Activity: When the word "update" shows up in a line of the data below, copy that whole line.

The data:

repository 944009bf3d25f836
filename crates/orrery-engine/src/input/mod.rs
pub mod queue;
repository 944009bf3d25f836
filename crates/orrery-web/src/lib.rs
pub mod mount;
pub mod runner;

pub use mount::MountState;
pub use runner::GameRunner;

/// Generate all `#[wasm_bindgen]` exports for a game.
///
/// Generates:
/// - `thread_local!` storage for the GameRunner, created lazily on first use
/// - `with_runner()` helper function
/// - All wasm-bindgen exports (lifecycle, frame tick, pointer/control input,
///   frame and buffer accessors)
///
/// # Usage
///
/// ```ignore
/// use wasm_bindgen::prelude::*;
/// use orrery_engine::*;
///
/// mod game;
/// use game::MyGame;
///
/// orrery_web::export_game!(MyGame, "my-game");
/// ```
///
/// # Arguments
///
/// - `$game_type`: The game struct type that implements `orrery_engine::Game`
///   and has a `new()` constructor
/// - `$game_name`: A string literal used in log messages
#[macro_export]
macro_rules! export_game {
    ($game_type:ty, $game_name:literal) => {
        use std::cell::RefCell;

        thread_local! {
            static RUNNER: RefCell<Option<$crate::GameRunner<$game_type>>> = RefCell::new(None);
        }

        fn with_runner<R>(f: impl FnOnce(&mut $crate::GameRunner<$game_type>) -> R) -> R {
            RUNNER.with(|cell| {
                let mut borrow = cell.borrow_mut();
                let runner = borrow.get_or_insert_with(|| {
                    console_error_panic_hook::set_once();
                    let _ = console_log::init_with_level(log::Level::Info);
                    $crate::GameRunner::new(<$game_type>::new())
                });
                f(runner)
            })
        }

        fn with_existing<R>(default: R, f: impl FnOnce(&$crate::GameRunner<$game_type>) -> R) -> R {
            RUNNER.with(|cell| match cell.borrow().as_ref() {
                Some(runner) => f(runner),
                None => default,
            })
        }

        // ---- Lifecycle ----

        /// Apply a JSON config override. Returns false if the JSON is malformed.
        #[wasm_bindgen]
        pub fn game_configure(json: &str) -> bool {
            with_runner(|r| match r.configure(json) {
                Ok(()) => true,
                Err(err) => {
                    log::warn!("{}: rejected config: {}", $game_name, err);
                    false
                }
            })
        }

        #[wasm_bindgen]
        pub fn game_init() {
            with_runner(|r| r.init());
            log::info!("{}: mounted", $game_name);
        }

        #[wasm_bindgen]
        pub fn game_mount_failed(reason: &str) {
            with_runner(|r| r.fail(reason));
        }

        /// Tear down the scene; all simulation state is discarded.
        #[wasm_bindgen]
        pub fn game_unmount() {
            RUNNER.with(|cell| cell.borrow_mut().take());
            log::info!("{}: unmounted", $game_name);
        }

        #[wasm_bindgen]
        pub fn game_tick(dt: f32) {
            with_runner(|r| r.tick(dt as f64));
        }

        // ---- Input ----

        #[wasm_bindgen]
        pub fn game_pointer_enter(target: u32) {
            with_runner(|r| r.push_input(InputEvent::PointerEnter { target: EntityId(target) }));
        }

        #[wasm_bindgen]
        pub fn game_pointer_leave(target: u32) {
            with_runner(|r| r.push_input(InputEvent::PointerLeave { target: EntityId(target) }));
        }

        #[wasm_bindgen]
        pub fn game_click(target: u32) {
            with_runner(|r| r.push_input(InputEvent::Click { target: EntityId(target) }));
        }

        #[wasm_bindgen]
        pub fn game_custom_event(kind: u32, a: f32, b: f32, c: f32) {
            with_runner(|r| r.push_input(InputEvent::Custom { kind, a, b, c }));
        }

        // ---- Frame accessors ----

        /// 0 = loading, 1 = mounted, 2 = failed.
        #[wasm_bindgen]
        pub fn get_mount_state() -> u32 {
            with_existing(0, |r| r.mount_state().code())
        }

        #[wasm_bindgen]
        pub fn get_fallback_json() -> String {
            with_runner(|r| r.fallback_json())
        }

        #[wasm_bindgen]
        pub fn get_frame_json() -> String {
            with_existing(String::from("[]"), |r| r.frame_json())
        }

        #[wasm_bindgen]
        pub fn get_config_json() -> String {
            with_runner(|r| r.config_json())
        }

        #[wasm_bindgen]
        pub fn get_elapsed_time() -> f64 {
            with_existing(0.0, |r| r.elapsed_time())
        }

        // ---- Buffer accessors ----

        #[wasm_bindgen]
        pub fn get_header_ptr() -> *const f32 {
            with_runner(|r| r.header_ptr())
        }

        #[wasm_bindgen]
        pub fn get_mesh_instances_ptr() -> *const f32 {
            with_runner(|r| r.mesh_instances_ptr())
        }

        #[wasm_bindgen]
        pub fn get_mesh_instance_count() -> u32 {
            with_existing(0, |r| r.mesh_instance_count())
        }

        #[wasm_bindgen]
        pub fn get_game_events_ptr() -> *const f32 {
            with_runner(|r| r.game_events_ptr())
        }

        #[wasm_bindgen]
        pub fn get_game_events_len() -> u32 {
            with_existing(0, |r| r.game_events_len())
        }

        // ---- Capacity accessors ----

        #[wasm_bindgen]
        pub fn get_max_mesh_instances() -> u32 {
            with_runner(|r| r.max_mesh_instances())
        }

        #[wasm_bindgen]
        pub fn get_max_events() -> u32 {
            with_runner(|r| r.max_events())
        }

        #[wasm_bindgen]
        pub fn get_buffer_total_floats() -> u32 {
            with_runner(|r| r.buffer_total_floats())
        }
    };
}
use serde::{Deserialize, Serialize};

use crate::api::types::{EntityId, GameEvent};
use crate::components::color::Color;
use crate::core::time::{ClockSource, FrameClock};
use crate::input::queue::InputQueue;
use crate::renderer::camera::{CameraConfig, OrbitControlsConfig};
use crate::renderer::commands::{FogConfig, RenderList, StarFieldConfig};

/// Text the host shows while the scene is not mounted yet.
#[derive(Debug, Clone, PartialEq, Eq, Serialize, Deserialize)]
#[serde(default)]
pub struct LoadingText {
    pub title: String,
    pub subtitle: String,
}

impl Default for LoadingText {
    fn default() -> Self {
        Self {
            title: "Loading...".to_string(),
            subtitle: String::new(),
        }
    }
}

/// Configuration for the engine and host, provided by the game.
/// Every field has a default, so hosts may override any subset via JSON.
#[derive(Debug, Clone, PartialEq, Serialize, Deserialize)]
#[serde(default)]
pub struct GameConfig {
    /// Clear color behind everything.
    pub background: Color,
    /// Distance fog (default: none).
    pub fog: Option<FogConfig>,
    /// Background star field (default: none).
    pub stars: Option<StarFieldConfig>,
    pub camera: CameraConfig,
    pub controls: OrbitControlsConfig,
    /// Maximum number of mesh instances (default: 64).
    pub max_mesh_instances: usize,
    /// Maximum number of game events per frame (default: 32).
    pub max_events: usize,
    /// Loading overlay text.
    pub loading: LoadingText,
}

impl Default for GameConfig {
    fn default() -> Self {
        Self {
            background: Color::BLACK,
            fog: None,
            stars: None,
            camera: CameraConfig::default(),
            controls: OrbitControlsConfig::default(),
            max_mesh_instances: 64,
            max_events: 32,
            loading: LoadingText::default(),
        }
    }
}

impl GameConfig {
    /// Parse a (possibly partial) configuration from JSON.
    pub fn from_json(json: &str) -> Result<Self, serde_json::Error> {
        serde_json::from_str(json)
    }

    pub fn to_json(&self) -> Result<String, serde_json::Error> {
        serde_json::to_string(self)
    }
}

/// The core contract every game must fulfill.
pub trait Game {
    /// Return engine configuration. Called once before init.
    fn config(&self) -> GameConfig {
        GameConfig::default()
    }

    /// Setup initial state and allocate entity ids.
    fn init(&mut self, ctx: &mut EngineContext);

    /// The per-frame tick. The clock in `ctx` has already been advanced;
    /// `input` holds everything the host queued since the previous frame.
    fn update(&mut self, ctx: &mut EngineContext, input: &InputQueue);

    /// Read-only pass that describes the frame as an ordered command list.
    fn render(&self, _ctx: &mut RenderContext) {}
}

/// Mutable access to engine state, passed to Game::init and Game::update.
pub struct EngineContext {
    pub clock: FrameClock,
    pub events: Vec<GameEvent>,
    pub config: GameConfig,
    next_id: u32,
}

impl EngineContext {
    pub fn new() -> Self {
        Self::with_config(GameConfig::default())
    }

    pub fn with_config(config: GameConfig) -> Self {
        Self {
            clock: FrameClock::new(),
            events: Vec::with_capacity(config.max_events),
            config,
            next_id: 1,
        }
    }

    /// Generate the next unique entity ID.
    pub fn next_id(&mut self) -> EntityId {
        let id = EntityId(self.next_id);
        self.next_id += 1;
        id
    }

    /// Elapsed time reported by the frame clock.
    pub fn elapsed_time(&self) -> f64 {
        self.clock.elapsed_time()
    }

    /// Emit a game event to be forwarded to the host.
    pub fn emit_event(&mut self, event: GameEvent) {
        self.events.push(event);
    }

    /// Clear per-frame transient data.
    pub fn clear_frame_data(&mut self) {
        self.events.clear();
    }
}

impl Default for EngineContext {
    fn default() -> Self {
        Self::new()
    }
}

/// Render context for the per-frame command pass.
pub struct RenderContext<'a> {
    pub commands: &'a mut RenderList,
    pub config: &'a GameConfig,
}

#[cfg(test)]
mod tests {
    use super::*;

    #[test]
    fn ids_are_unique_and_sequential() {
        let mut ctx = EngineContext::new();
        let a = ctx.next_id();
        let b = ctx.next_id();
        assert_eq!(a, EntityId(1));
        assert_eq!(b, EntityId(2));
    }

    #[test]
    fn clear_frame_data_drops_events() {
        let mut ctx = EngineContext::new();
        ctx.emit_event(GameEvent { kind: 1.0, ..Default::default() });
        assert_eq!(ctx.events.len(), 1);
        ctx.clear_frame_data();
        assert!(ctx.events.is_empty());
    }

    #[test]
    fn config_from_partial_json() {
        let config = GameConfig::from_json(
            r#"{ "max_events": 8, "controls": { "auto_rotate": false } }"#,
        )
        .unwrap();
        assert_eq!(config.max_events, 8);
        assert!(!config.controls.auto_rotate);
        assert_eq!(config.max_mesh_instances, 64);
        assert_eq!(config.camera.fov_degrees, 45.0);
        assert_eq!(config.loading, LoadingText::default());
    }

    #[test]
    fn loading_text_can_be_overridden_in_part() {
        let config = GameConfig::from_json(r#"{ "loading": { "subtitle": "Almost there" } }"#).unwrap();
        assert_eq!(config.loading.title, "Loading...");
        assert_eq!(config.loading.subtitle, "Almost there");
    }

    #[test]
    fn config_round_trips_through_json() {
        let config = GameConfig {
            fog: Some(FogConfig { color: Color::BLACK, near: 30.0, far: 150.0 }),
            ..GameConfig::default()
        };
        let parsed = GameConfig::from_json(&config.to_json().unwrap()).unwrap();
        assert_eq!(parsed, config);
    }

    #[test]
    fn malformed_config_is_an_error() {
        assert!(GameConfig::from_json("{ max_events: ").is_err());
    }
}
pub mod mesh_render;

Answer:
    fn update(&mut self, ctx: &mut EngineContext, input: &InputQueue);
/// Mutable access to engine state, passed to Game::init and Game::update.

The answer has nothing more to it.